С тех пор рота для продолжения общего образования была размещена на побережье Бискайского залива, что­бы мы впредь знали, что воспевается в шлягерах. Биарриц пришелся бы нам по сердцу, если бы мы там оказались в мирное время. А когда мы были там, пляжи уже опустели, улицы обезлюдели, а многие места развлечений пере­ключились на публику в серой полевой. Нельзя было нигде присесть так, чтобы через несколько минут к тебе на коле­ни не уселась более или менее молодая девушка в корот­кой юбочке. И еще через пару минут совершенно невинно­го бойца, если он, конечно, слишком энергично не проте­стовал, утаскивали, раскладывали и разделывали.

В Базасе мы остановились в пустующем (или осво­божденном для нас) монастыре: кельи, залы, галереи, очень много холодного камня и угрюмости. В кельи за­грузили оружие и боеприпасы, залы были переоборудо­ваны под спальные помещения. Мы настелили дощатые полы, поблизости от окон поставили печи, трубы кото­рых вывели в окна.
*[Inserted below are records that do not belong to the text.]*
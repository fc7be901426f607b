//! Venue policy filter: applied after reconciliation, before risk and
//! emission. Enforces minimum order-send gap, notional floor, qty
//! bounds, and qty step — all venue-provided instrument rules rather
//! than strategy decisions.

use crate::core::types::Side;
use crate::engine::reconciler::Actions;
use crate::execution::order_manager::SlotBook;
use crate::execution::venue::VenueRules;

/// Apply the venue filter in place, dropping/adjusting actions that
/// violate the venue's rules.
pub fn apply_venue_policy(
    actions: &mut Actions,
    slot_book: &SlotBook,
    now_ns: u64,
    venue: &VenueRules,
) {
    actions.news.retain_mut(|a| {
        if time_gap_blocks(slot_book, a.ticker, a.side, a.position_side, now_ns, venue) {
            return false;
        }
        snap_and_floor(&mut a.price, &mut a.qty, a.side, venue)
    });

    actions.replaces.retain_mut(|a| {
        if time_gap_blocks(slot_book, a.ticker, a.side, a.position_side, now_ns, venue) {
            return false;
        }
        let mut last_qty = a.last_qty;
        let kept = snap_and_floor(&mut a.price, &mut a.qty, a.side, venue);
        last_qty = venue.snap_qty_up(last_qty);
        a.last_qty = last_qty;
        kept
    });

    actions.cancels.retain(|a| {
        !time_gap_blocks(slot_book, a.ticker, a.side, a.position_side, now_ns, venue)
    });
}

fn time_gap_blocks(
    slot_book: &SlotBook,
    ticker: crate::core::types::TickerId,
    side: Side,
    position_side: crate::core::types::PositionSide,
    now_ns: u64,
    venue: &VenueRules,
) -> bool {
    match slot_book.side_book_ref(ticker, side, position_side) {
        Some(side_book) => now_ns.saturating_sub(side_book.last_send_ns) < venue.min_order_time_gap_ns,
        None => false,
    }
}

/// Notional floor + qty bounds/step, applied together since raising qty
/// to clear the floor must itself respect the bounds/step.
fn snap_and_floor(
    price: &mut crate::core::types::Price,
    qty: &mut crate::core::types::Qty,
    _side: Side,
    venue: &VenueRules,
) -> bool {
    let notional = VenueRules::notional_raw(*price, *qty);
    if notional < venue.min_order_notional_raw && price.raw() > 0 {
        let needed = (venue.min_order_notional_raw + price.raw() as i128 - 1) / price.raw() as i128;
        *qty = crate::core::types::Qty::from_raw(needed.max(qty.raw() as i128) as i64);
    }
    *qty = venue.clamp_qty(*qty);
    *qty = venue.snap_qty_up(*qty);
    qty.raw() > 0
}

#[cfg(test)]
mod tests {
    use super::*;
    use crate::core::types::{OrderId, Price, PositionSide, Qty, TickerId, QTY_SCALE};
    use crate::engine::reconciler::NewAction;
    use crate::execution::venue::CancelIdScheme;

    fn venue() -> VenueRules {
        VenueRules {
            continuity_rule: crate::data::sequencer::ContinuityRule::Perpetual,
            cancel_id_scheme: CancelIdScheme::OriginalId,
            min_order_notional_raw: VenueRules::notional_from_usd(5.0),
            min_qty: Qty::from_raw(0),
            max_qty: Qty::from_raw(1_000 * QTY_SCALE),
            qty_increment: Qty::from_raw(1_000),
            min_order_time_gap_ns: 100,
            min_replace_tick_delta: 1,
            min_replace_qty_delta: 1,
        }
    }

    #[test]
    fn raises_qty_to_clear_notional_floor() {
        let mut actions = Actions::default();
        actions.news.push(NewAction {
            layer: 0,
            ticker: TickerId::new("BTCUSDT"),
            side: Side::Buy,
            position_side: PositionSide::Both,
            price: Price::from_raw(1 * crate::core::types::PRICE_SCALE),
            qty: Qty::from_raw(1),
            cl_order_id: OrderId::from_nanos(1),
        });
        let slot_book = SlotBook::new();
        apply_venue_policy(&mut actions, &slot_book, 0, &venue());
        let notional = VenueRules::notional_raw(actions.news[0].price, actions.news[0].qty);
        assert!(notional >= venue().min_order_notional_raw);
    }

    #[test]
    fn time_gap_drops_actions_in_recently_sent_bucket() {
        let mut actions = Actions::default();
        actions.news.push(NewAction {
            layer: 0,
            ticker: TickerId::new("BTCUSDT"),
            side: Side::Buy,
            position_side: PositionSide::Both,
            price: Price::from_raw(100 * crate::core::types::PRICE_SCALE),
            qty: Qty::from_raw(QTY_SCALE),
            cl_order_id: OrderId::from_nanos(1),
        });
        let mut slot_book = SlotBook::new();
        slot_book
            .side_book(TickerId::new("BTCUSDT"), Side::Buy, PositionSide::Both)
            .last_send_ns = 1_000;
        apply_venue_policy(&mut actions, &slot_book, 1_050, &venue());
        assert!(actions.news.is_empty());
    }
}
Из досок и реек смастерили кровати, стены облицевали деревянными панелями и всем поме­щениям дали единые названия.

Самым храбрым и заслуженным за кампанию на за­паде вручили Рыцарские кресты. Фюрер "Лейбштан-дарте СС Адольф Гитлер" Зепп Дитрих тоже был награж­ден. Напрасно дивизия ждала, что наградят ее команди­ра, чем признают ее подвиги и жертвы. Ни для кого не было секретом, что причиной тому был Ле-Парадиз, убийство английских пленных. Также напрасно мы жда­ли, что за это убийство виновные будут преданы суду. Эта тема для нас была непонятной и закрытой.

Я сам часто задавался вопросом, мог ли я тогда что-нибудь сделать, чтобы предотвратить расстрел? Я ни­когда не забуду требовательные жесты солдат с семей­ными фотографиями в руках и их видимое отчаяние. Они навсегда остались тяжким грузом на моей душе.

Борьба - это одно, а убийство - это другое. Для меня, мальчишки, это было ключевое переживание особого рода. И оно еще на многое повлияет.

Тем временем меня назначили водителем батальон­ного врача доктора Эрзама, прозванного "доктор Грау-зам" ("Свирепый"). На шестицилиндровом "Опель Супер-Сикс", нашей семейной машине с мягкой подве­ской, или низком трофейном "Ситроене" я возил его по рассредоточенным ротам. Доктор Эрзам был настоя­щим великаном и вид его вызывал страх. Мощная голо­ва, покрытая темными волосами, с длинными шрамами по щекам и подбородку, на бычьей шее сидела на широ­ченных плечах. Глухой бас голоса полностью соответ­ствовал фигуре этого человека. При посещении лазаре­та он с удовольствием поднимал театральный шум и на­пускал на себя показную грубость, поэтому его и прозвали по созвучию с фамилией "Свирепый".